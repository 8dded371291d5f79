//! Catalog persistence seam
//!
//! `CatalogStore` is the trait real deployments back with a database; the
//! in-memory implementation is the reference behavior and the test double.
//! Uniqueness of feature codes, plan slugs, and (plan, feature) pairs lives
//! here so application code cannot race past it.

use async_trait::async_trait;
use parking_lot::RwLock;
use std::collections::HashMap;

use authz_common::{AuthzError, AuthzResult, FeatureId, PlanId};

use crate::model::{Feature, PlanFeature, SubscriptionPlan};

/// Storage seam for catalog records
#[async_trait]
pub trait CatalogStore: Send + Sync {
    /// Insert a feature; `Conflict` when the code is taken
    async fn create_feature(&self, feature: Feature) -> AuthzResult<Feature>;

    /// Feature by unique code
    async fn feature_by_code(&self, code: &str) -> AuthzResult<Option<Feature>>;

    /// Feature by id
    async fn feature(&self, id: FeatureId) -> AuthzResult<Option<Feature>>;

    /// Insert a plan; `Conflict` when the slug is taken
    async fn create_plan(&self, plan: SubscriptionPlan) -> AuthzResult<SubscriptionPlan>;

    /// Plan by id
    async fn plan(&self, id: PlanId) -> AuthzResult<Option<SubscriptionPlan>>;

    /// Plan by unique slug
    async fn plan_by_slug(&self, slug: &str) -> AuthzResult<Option<SubscriptionPlan>>;

    /// Active plans
    async fn list_plans(&self) -> AuthzResult<Vec<SubscriptionPlan>>;

    /// Upsert the grant for (plan, feature)
    async fn set_plan_feature(&self, grant: PlanFeature) -> AuthzResult<()>;

    /// Grant for (plan, feature), if any
    async fn plan_feature(
        &self,
        plan_id: PlanId,
        feature_id: FeatureId,
    ) -> AuthzResult<Option<PlanFeature>>;
}

#[derive(Default)]
struct CatalogState {
    features: HashMap<FeatureId, Feature>,
    feature_codes: HashMap<String, FeatureId>,
    plans: HashMap<PlanId, SubscriptionPlan>,
    plan_slugs: HashMap<String, PlanId>,
    plan_features: HashMap<(PlanId, FeatureId), PlanFeature>,
}

/// In-memory catalog store
///
/// One lock over all catalog state keeps check-then-insert atomic.
pub struct InMemoryCatalogStore {
    inner: RwLock<CatalogState>,
}

impl InMemoryCatalogStore {
    /// Create an empty store
    pub fn new() -> Self {
        Self {
            inner: RwLock::new(CatalogState::default()),
        }
    }
}

impl Default for InMemoryCatalogStore {
    fn default() -> Self {
        Self::new()
    }
}

#[async_trait]
impl CatalogStore for InMemoryCatalogStore {
    async fn create_feature(&self, feature: Feature) -> AuthzResult<Feature> {
        let mut state = self.inner.write();
        if state.feature_codes.contains_key(&feature.code) {
            return Err(AuthzError::Conflict(format!(
                "feature code '{}' already exists",
                feature.code
            )));
        }
        state.feature_codes.insert(feature.code.clone(), feature.id);
        state.features.insert(feature.id, feature.clone());
        tracing::info!("Feature created: {}", feature.code);
        Ok(feature)
    }

    async fn feature_by_code(&self, code: &str) -> AuthzResult<Option<Feature>> {
        let state = self.inner.read();
        Ok(state
            .feature_codes
            .get(code)
            .and_then(|id| state.features.get(id))
            .cloned())
    }

    async fn feature(&self, id: FeatureId) -> AuthzResult<Option<Feature>> {
        Ok(self.inner.read().features.get(&id).cloned())
    }

    async fn create_plan(&self, plan: SubscriptionPlan) -> AuthzResult<SubscriptionPlan> {
        let mut state = self.inner.write();
        if state.plan_slugs.contains_key(&plan.slug) {
            return Err(AuthzError::Conflict(format!(
                "plan slug '{}' already exists",
                plan.slug
            )));
        }
        state.plan_slugs.insert(plan.slug.clone(), plan.id);
        state.plans.insert(plan.id, plan.clone());
        tracing::info!("Plan created: {}", plan.slug);
        Ok(plan)
    }

    async fn plan(&self, id: PlanId) -> AuthzResult<Option<SubscriptionPlan>> {
        Ok(self.inner.read().plans.get(&id).cloned())
    }

    async fn plan_by_slug(&self, slug: &str) -> AuthzResult<Option<SubscriptionPlan>> {
        let state = self.inner.read();
        Ok(state
            .plan_slugs
            .get(slug)
            .and_then(|id| state.plans.get(id))
            .cloned())
    }

    async fn list_plans(&self) -> AuthzResult<Vec<SubscriptionPlan>> {
        Ok(self
            .inner
            .read()
            .plans
            .values()
            .filter(|p| p.is_active)
            .cloned()
            .collect())
    }

    async fn set_plan_feature(&self, grant: PlanFeature) -> AuthzResult<()> {
        self.inner
            .write()
            .plan_features
            .insert((grant.plan_id, grant.feature_id), grant);
        Ok(())
    }

    async fn plan_feature(
        &self,
        plan_id: PlanId,
        feature_id: FeatureId,
    ) -> AuthzResult<Option<PlanFeature>> {
        Ok(self
            .inner
            .read()
            .plan_features
            .get(&(plan_id, feature_id))
            .cloned())
    }
}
══════════
§ **Activity**
Search the records for the word "HashMap" and copy out every line that holds it.

§ **Exercise response**
use std::collections::HashMap;
    features: HashMap<FeatureId, Feature>,
    feature_codes: HashMap<String, FeatureId>,
    plans: HashMap<PlanId, SubscriptionPlan>,
    plan_slugs: HashMap<String, PlanId>,
    plan_features: HashMap<(PlanId, FeatureId), PlanFeature>,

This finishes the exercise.